Ruzel era nuestro telépata. Se había especializado en leer las mentes de los profesores, y adelantarnos el tema que tomarían. A menudo simplemente nos enviaba un machete, en el medio de la prueba, con la respuesta correcta. Eso implicaba que sabía mucho más. Pero nunca hizo alarde de sus poderes ocultos: por el contrario, no utilizó su taumaturgia para ningún otro evento. Lo que a mí me pareció deducir, la única vez que hablamos largo -ninguno de los dos fue al viaje de egresados y nos encontramos de casualidad en el bar de la calle Ayacucho- fue que temía la difusión de sus habilidades, por lo que pudieran ocasionarle de fama e interés de extraños. (¿Quién sabe, de todos modos, si no terminó haciendo uso de su don en la adultez?).

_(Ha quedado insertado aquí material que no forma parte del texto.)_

//! Per-document serialization point
//!
//! A [`DocumentServer`] owns the authoritative document and its history. All
//! submissions for one document go through it one at a time: a submission
//! built on an older version is transformed across every delta committed
//! since, applied, hashed, appended and acknowledged.

use super::delta::{Ack, Delta, DeltaId, DeltaSubmission};
use super::history::{DeltaHistory, InMemoryDeltaHistory};
use super::version::HashedVersion;
use crate::config::ServerConfig;
use crate::document::Document;
use crate::error::{Result, SyncError};
use crate::ot::{transform, Operation};
use crate::protocol::{ClientMessage, ServerMessage};
use crate::DocumentId;
use std::collections::{HashMap, VecDeque};
use tracing::{debug, trace, warn};

/// Outcome of a submission
#[derive(Debug, Clone, PartialEq, Eq)]
pub struct Submitted {
    /// Goes back to the submitter
    pub ack: Ack,
    /// Goes to every other participant. `None` when the submission was a
    /// duplicate and nothing new was committed.
    pub delta: Option<Delta>,
}

/// Answer to a client opening the document at some version
#[derive(Debug, Clone, PartialEq, Eq)]
pub enum Opened {
    CatchUp(Vec<Delta>),
    Resync {
        snapshot: Operation,
        version: HashedVersion,
    },
}

#[derive(Debug)]
pub struct DocumentServer<H = InMemoryDeltaHistory> {
    document_id: DocumentId,
    document: Document,
    history: H,
    /// Resulting version of recently committed deltas, by id
    committed: HashMap<DeltaId, HashedVersion>,
    /// Commit order of the ids in `committed`, oldest first
    committed_order: VecDeque<DeltaId>,
    config: ServerConfig,
}

impl DocumentServer<InMemoryDeltaHistory> {
    /// A new, empty document at version zero
    pub fn new(document_id: impl Into<DocumentId>, config: ServerConfig) -> Self {
        let document_id = document_id.into();
        let history = InMemoryDeltaHistory::for_document(&document_id);
        Self::with_history(document_id, Document::new(), history, config)
    }
}

impl<H: DeltaHistory> DocumentServer<H> {
    /// Resume from an existing history; `document` must be the state at the
    /// history's current version
    pub fn with_history(
        document_id: impl Into<DocumentId>,
        document: Document,
        history: H,
        config: ServerConfig,
    ) -> Self {
        Self {
            document_id: document_id.into(),
            document,
            history,
            committed: HashMap::new(),
            committed_order: VecDeque::new(),
            config,
        }
    }

    pub fn document_id(&self) -> &str {
        &self.document_id
    }

    pub fn document(&self) -> &Document {
        &self.document
    }

    pub fn history(&self) -> &H {
        &self.history
    }

    pub fn current_version(&self) -> HashedVersion {
        self.history.current_version()
    }

    /// Snapshot of the current state as an insert-only operation
    pub fn snapshot(&self) -> (Operation, HashedVersion) {
        (self.document.to_operation(), self.current_version())
    }

    /// Commit a client delta
    ///
    /// # Errors
    ///
    /// - [`SyncError::StaleOrUnknownVersion`] if the base version is not in
    ///   the history (wrong hash included)
    /// - transform and apply errors; the document and history are unchanged
    pub fn submit(&mut self, submission: DeltaSubmission, timestamp_millis: i64) -> Result<Submitted> {
        if let Some(resulting_version) = self.committed.get(&submission.id) {
            debug!(delta = %submission.id, "duplicate submission, re-acknowledging");
            return Ok(Submitted {
                ack: Ack {
                    delta_id: submission.id,
                    resulting_version: resulting_version.clone(),
                },
                delta: None,
            });
        }

        if !self.history.has_signature(&submission.base_version) {
            warn!(
                document = %self.document_id,
                base = %submission.base_version,
                "submission against unknown version"
            );
            return Err(SyncError::StaleOrUnknownVersion(submission.base_version));
        }

        let mut operation = submission.operation;
        let concurrent = self.history.deltas_since(&submission.base_version)?;
        for committed in &concurrent {
            operation = transform(&operation, &committed.operation)?.client;
        }
        if !concurrent.is_empty() {
            trace!(delta = %submission.id, over = concurrent.len(), "rebased submission");
        }

        let document = self.document.apply(&operation)?;
        let delta = Delta::commit(
            submission.id,
            submission.author,
            timestamp_millis,
            self.history.current_version(),
            operation,
        )?;
        self.history.append(delta.clone())?;
        self.document = document;
        self.remember(delta.id, delta.resulting_version.clone());

        debug!(
            document = %self.document_id,
            delta = %delta.id,
            version = %delta.resulting_version,
            "committed delta"
        );

        Ok(Submitted {
            ack: Ack {
                delta_id: delta.id,
                resulting_version: delta.resulting_version.clone(),
            },
            delta: Some(delta),
        })
    }

    /// Keep the id for duplicate detection
    ///
    /// Only the last `max_catch_up_deltas` ids are kept. A client resubmits
    /// only after a successful catch-up, which never spans more than that.
    fn remember(&mut self, id: DeltaId, resulting_version: HashedVersion) {
        self.committed.insert(id, resulting_version);
        self.committed_order.push_back(id);
        while self.committed_order.len() > self.config.max_catch_up_deltas.max(1) {
            if let Some(oldest) = self.committed_order.pop_front() {
                self.committed.remove(&oldest);
            }
        }
    }

    /// Deltas a client at `version` needs to catch up
    ///
    /// # Errors
    ///
    /// [`SyncError::StaleOrUnknownVersion`] if `version` is not in the
    /// history or the gap is too large to replay.
    pub fn catch_up(&self, version: &HashedVersion) -> Result<Vec<Delta>> {
        let current = self.current_version().version();
        if version.version() <= current
            && current - version.version() > self.config.max_catch_up_deltas as u64
        {
            return Err(SyncError::StaleOrUnknownVersion(version.clone()));
        }
        self.history.deltas_since(version)
    }

    /// Catch-up deltas, or a snapshot when the client cannot catch up
    pub fn open(&self, version: &HashedVersion) -> Opened {
        match self.catch_up(version) {
            Ok(deltas) => Opened::CatchUp(deltas),
            Err(err) => {
                debug!(document = %self.document_id, %version, %err, "client must resync");
                let (snapshot, version) = self.snapshot();
                Opened::Resync { snapshot, version }
            }
        }
    }

    /// Handle one client message
    ///
    /// Returns the reply for the sender and, when something was committed, the
    /// message to broadcast to everyone else.
    pub fn handle(
        &mut self,
        message: ClientMessage,
        timestamp_millis: i64,
    ) -> (ServerMessage, Option<ServerMessage>) {
        let document_id = self.document_id.clone();
        match message {
            ClientMessage::Open { version, .. } => {
                let reply = match self.open(&version) {
                    Opened::CatchUp(deltas) => ServerMessage::CatchUp { document_id, deltas },
                    Opened::Resync { snapshot, version } => ServerMessage::ResyncRequired {
                        document_id,
                        snapshot,
                        version,
                    },
                };
                (reply, None)
            }
            ClientMessage::Submit { delta, .. } => match self.submit(delta, timestamp_millis) {
                Ok(Submitted { ack, delta }) => (
                    ServerMessage::Ack {
                        document_id: document_id.clone(),
                        ack,
                    },
                    delta.map(|delta| ServerMessage::Committed { document_id, delta }),
                ),
                Err(err) if err.requires_resync() => {
                    let (snapshot, version) = self.snapshot();
                    (
                        ServerMessage::ResyncRequired {
                            document_id,
                            snapshot,
                            version,
                        },
                        None,
                    )
                }
                Err(err) => (
                    ServerMessage::Rejected {
                        document_id,
                        reason: err.to_string(),
                    },
                    None,
                ),
            },
        }
    }
}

La historia que me contó Carmodio comenzaba en el secundario. A diferencia de Ruzel, Carmodio era un seductor nato. Esa clase de varones que surfean la vida, muy apegados a nada, como en la versión de Raphael de A mi manera: “Jamás, tuve un amor, que para mí fuera importante: corté, solo la flor, y lo mejor, de cada instante”. Las chicas se volvían locas por él. Aunque nuestro colegio era exclusivamente masculino- algo que todavía no termino de explicarme-, las señoritas del establecimiento de enfrente estaban enamoradas (¿será esa la palabra?¿O existe alguna mejor para definir ese anhelo?), de Carmodio. No obstante Melisa tomaba distancia. Mientras el resto de sus compañeras se desesperaban porque Carmodio las sacara a bailar, o invitara al cine, o al recital del dúo Fantasía; Melisa sacaba a pasear su perra, la Loba, hacía gimnasia, se compraba discos con olor a importado de Deep Purple. Era cool, etérea y distraída. ¿Hace falta que lo aclare? Carmodio cayó en un profundo trance por ella, quizás lo más parecido al enamoramiento que haya conocido.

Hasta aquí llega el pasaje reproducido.